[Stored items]
>>>>>

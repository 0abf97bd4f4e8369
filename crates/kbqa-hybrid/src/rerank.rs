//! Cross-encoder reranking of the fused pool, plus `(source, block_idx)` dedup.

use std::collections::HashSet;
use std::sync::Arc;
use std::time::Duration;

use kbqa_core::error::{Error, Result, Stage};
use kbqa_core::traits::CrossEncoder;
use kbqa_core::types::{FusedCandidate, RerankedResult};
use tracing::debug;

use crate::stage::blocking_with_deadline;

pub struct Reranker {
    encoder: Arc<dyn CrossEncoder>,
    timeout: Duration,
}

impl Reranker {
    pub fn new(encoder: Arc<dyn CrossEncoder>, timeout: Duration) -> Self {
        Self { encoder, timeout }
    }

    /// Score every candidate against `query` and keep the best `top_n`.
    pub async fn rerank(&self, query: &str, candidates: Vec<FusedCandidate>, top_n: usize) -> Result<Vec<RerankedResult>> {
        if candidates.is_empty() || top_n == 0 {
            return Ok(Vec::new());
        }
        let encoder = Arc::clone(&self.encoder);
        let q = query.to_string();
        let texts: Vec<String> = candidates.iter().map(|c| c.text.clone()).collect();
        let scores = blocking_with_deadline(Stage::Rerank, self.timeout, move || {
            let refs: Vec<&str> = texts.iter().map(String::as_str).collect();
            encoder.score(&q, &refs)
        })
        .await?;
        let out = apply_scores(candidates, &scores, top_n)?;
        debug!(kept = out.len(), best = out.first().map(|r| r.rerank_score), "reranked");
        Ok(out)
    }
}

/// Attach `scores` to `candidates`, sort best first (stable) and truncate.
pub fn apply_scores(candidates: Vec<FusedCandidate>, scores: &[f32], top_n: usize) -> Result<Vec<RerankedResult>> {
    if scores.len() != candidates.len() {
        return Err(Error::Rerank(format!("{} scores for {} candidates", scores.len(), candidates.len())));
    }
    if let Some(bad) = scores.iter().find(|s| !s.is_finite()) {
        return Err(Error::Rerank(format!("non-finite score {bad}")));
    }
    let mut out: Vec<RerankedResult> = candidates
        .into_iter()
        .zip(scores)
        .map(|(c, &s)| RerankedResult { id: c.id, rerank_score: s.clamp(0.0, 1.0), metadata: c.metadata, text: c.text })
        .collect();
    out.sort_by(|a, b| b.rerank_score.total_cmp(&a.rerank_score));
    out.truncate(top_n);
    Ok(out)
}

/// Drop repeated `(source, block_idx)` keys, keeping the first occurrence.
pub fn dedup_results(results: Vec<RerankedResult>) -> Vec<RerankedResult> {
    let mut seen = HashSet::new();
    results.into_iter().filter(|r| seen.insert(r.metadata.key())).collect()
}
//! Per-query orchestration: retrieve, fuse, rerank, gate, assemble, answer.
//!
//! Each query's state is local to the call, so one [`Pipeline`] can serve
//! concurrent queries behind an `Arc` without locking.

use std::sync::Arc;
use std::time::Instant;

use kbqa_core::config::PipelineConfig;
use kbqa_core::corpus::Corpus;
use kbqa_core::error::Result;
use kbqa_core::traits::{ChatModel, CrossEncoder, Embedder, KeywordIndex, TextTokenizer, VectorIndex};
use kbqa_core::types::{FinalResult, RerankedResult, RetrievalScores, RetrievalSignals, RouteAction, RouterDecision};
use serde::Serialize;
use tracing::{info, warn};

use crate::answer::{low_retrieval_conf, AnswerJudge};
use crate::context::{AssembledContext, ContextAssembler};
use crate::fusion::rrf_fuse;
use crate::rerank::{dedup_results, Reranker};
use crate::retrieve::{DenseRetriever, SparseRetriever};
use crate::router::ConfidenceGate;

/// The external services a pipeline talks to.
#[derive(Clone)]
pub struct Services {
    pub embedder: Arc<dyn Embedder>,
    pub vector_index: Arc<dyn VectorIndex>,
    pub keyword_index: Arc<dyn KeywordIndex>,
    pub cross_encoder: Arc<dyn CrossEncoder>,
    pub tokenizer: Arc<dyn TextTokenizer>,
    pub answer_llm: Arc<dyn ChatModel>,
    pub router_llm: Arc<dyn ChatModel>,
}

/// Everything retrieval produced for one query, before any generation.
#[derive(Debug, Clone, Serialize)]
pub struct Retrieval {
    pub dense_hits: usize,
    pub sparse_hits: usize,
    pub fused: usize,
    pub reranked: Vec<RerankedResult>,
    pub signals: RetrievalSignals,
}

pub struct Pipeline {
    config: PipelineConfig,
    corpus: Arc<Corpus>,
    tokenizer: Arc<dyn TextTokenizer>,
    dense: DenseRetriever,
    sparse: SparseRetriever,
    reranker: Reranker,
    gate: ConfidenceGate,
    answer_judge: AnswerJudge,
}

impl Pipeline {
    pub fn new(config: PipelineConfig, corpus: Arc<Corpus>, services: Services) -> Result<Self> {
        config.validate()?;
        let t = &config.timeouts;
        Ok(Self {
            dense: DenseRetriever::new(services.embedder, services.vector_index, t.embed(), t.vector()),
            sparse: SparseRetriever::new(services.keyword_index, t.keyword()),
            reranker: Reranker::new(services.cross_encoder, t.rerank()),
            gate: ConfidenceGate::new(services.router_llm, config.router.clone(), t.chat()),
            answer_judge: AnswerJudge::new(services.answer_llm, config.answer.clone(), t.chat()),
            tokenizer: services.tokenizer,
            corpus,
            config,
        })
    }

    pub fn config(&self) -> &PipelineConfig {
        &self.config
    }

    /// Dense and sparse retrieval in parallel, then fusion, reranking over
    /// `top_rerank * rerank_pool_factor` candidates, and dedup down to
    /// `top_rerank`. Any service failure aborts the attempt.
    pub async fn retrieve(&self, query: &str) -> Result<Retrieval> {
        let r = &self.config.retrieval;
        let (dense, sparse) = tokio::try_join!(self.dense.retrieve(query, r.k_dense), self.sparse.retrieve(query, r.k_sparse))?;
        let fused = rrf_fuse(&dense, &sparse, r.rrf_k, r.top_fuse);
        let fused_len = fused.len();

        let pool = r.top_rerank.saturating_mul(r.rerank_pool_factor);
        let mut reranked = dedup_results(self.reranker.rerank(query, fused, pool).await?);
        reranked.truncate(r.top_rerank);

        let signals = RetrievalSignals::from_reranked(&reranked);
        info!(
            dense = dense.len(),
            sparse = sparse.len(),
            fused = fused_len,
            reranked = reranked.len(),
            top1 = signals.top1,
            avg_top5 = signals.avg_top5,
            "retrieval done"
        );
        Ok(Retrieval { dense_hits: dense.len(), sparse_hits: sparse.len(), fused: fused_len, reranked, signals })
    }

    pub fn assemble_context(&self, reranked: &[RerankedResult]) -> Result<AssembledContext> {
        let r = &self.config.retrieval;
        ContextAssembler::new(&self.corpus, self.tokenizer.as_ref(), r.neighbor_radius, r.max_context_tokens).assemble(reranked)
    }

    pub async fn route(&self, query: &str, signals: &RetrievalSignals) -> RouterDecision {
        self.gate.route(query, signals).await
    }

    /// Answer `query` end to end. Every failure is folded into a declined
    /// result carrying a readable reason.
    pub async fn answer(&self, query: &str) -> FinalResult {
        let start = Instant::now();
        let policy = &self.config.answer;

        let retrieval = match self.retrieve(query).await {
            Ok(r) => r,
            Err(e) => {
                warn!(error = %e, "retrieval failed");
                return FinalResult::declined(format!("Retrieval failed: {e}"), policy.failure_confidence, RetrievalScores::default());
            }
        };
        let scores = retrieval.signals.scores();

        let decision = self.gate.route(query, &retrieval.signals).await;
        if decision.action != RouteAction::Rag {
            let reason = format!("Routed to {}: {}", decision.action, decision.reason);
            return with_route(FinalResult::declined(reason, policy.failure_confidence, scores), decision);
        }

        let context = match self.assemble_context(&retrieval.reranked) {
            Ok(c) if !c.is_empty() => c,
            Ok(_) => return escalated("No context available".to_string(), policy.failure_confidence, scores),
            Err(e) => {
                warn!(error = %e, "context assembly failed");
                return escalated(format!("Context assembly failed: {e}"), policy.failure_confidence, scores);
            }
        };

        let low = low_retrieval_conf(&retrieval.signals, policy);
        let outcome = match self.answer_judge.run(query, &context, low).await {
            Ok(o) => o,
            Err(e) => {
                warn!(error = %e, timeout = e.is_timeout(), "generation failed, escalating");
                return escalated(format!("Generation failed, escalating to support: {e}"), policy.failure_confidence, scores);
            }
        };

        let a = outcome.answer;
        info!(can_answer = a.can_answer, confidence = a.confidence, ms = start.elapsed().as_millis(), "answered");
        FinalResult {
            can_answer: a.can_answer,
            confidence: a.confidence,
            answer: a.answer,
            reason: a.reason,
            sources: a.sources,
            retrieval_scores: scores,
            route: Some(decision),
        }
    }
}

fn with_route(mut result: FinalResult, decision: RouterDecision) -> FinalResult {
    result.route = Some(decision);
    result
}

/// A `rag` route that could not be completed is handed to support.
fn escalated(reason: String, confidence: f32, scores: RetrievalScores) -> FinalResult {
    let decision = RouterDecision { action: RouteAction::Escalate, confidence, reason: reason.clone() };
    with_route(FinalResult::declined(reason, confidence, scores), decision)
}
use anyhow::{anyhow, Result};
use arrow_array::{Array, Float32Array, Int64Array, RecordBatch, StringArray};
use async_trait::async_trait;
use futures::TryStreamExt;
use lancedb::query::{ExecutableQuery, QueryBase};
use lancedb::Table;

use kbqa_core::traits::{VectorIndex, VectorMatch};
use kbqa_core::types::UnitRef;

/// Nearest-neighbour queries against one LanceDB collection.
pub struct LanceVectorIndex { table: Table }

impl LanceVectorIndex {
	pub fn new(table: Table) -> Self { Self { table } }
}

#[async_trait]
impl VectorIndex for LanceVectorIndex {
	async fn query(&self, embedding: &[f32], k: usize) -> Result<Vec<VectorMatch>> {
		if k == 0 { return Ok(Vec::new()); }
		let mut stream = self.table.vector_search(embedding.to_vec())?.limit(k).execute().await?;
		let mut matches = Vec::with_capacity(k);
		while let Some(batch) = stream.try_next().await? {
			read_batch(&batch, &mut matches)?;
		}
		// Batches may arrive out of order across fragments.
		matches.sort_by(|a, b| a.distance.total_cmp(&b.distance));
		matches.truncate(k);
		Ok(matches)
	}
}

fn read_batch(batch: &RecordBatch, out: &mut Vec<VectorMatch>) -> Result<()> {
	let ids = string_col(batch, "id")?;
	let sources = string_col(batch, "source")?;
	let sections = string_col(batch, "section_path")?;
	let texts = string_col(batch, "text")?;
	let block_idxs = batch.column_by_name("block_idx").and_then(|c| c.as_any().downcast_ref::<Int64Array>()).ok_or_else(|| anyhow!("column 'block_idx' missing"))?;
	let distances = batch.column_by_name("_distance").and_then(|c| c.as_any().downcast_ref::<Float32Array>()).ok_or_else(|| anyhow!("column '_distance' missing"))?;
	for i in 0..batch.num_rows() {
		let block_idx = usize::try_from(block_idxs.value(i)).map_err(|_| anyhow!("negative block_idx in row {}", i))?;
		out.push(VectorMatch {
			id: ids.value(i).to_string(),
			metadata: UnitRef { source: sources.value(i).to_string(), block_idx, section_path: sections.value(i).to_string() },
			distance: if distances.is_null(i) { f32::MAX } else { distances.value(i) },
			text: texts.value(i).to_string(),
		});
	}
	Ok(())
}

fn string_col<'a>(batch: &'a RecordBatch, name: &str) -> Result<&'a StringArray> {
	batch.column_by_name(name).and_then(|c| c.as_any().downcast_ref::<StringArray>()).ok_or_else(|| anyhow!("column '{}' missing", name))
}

<<<<<

Exercise » Look above and repeat, character for character, the lines from the first one to the line with "use tracing::debug;", counting both.

Task response »
repository 0abf97bd4f4e8369
filename crates/kbqa-hybrid/src/rerank.rs
//! Cross-encoder reranking of the fused pool, plus `(source, block_idx)` dedup.

use std::collections::HashSet;
use std::sync::Arc;
use std::time::Duration;

use kbqa_core::error::{Error, Result, Stage};
use kbqa_core::traits::CrossEncoder;
use kbqa_core::types::{FusedCandidate, RerankedResult};
use tracing::debug;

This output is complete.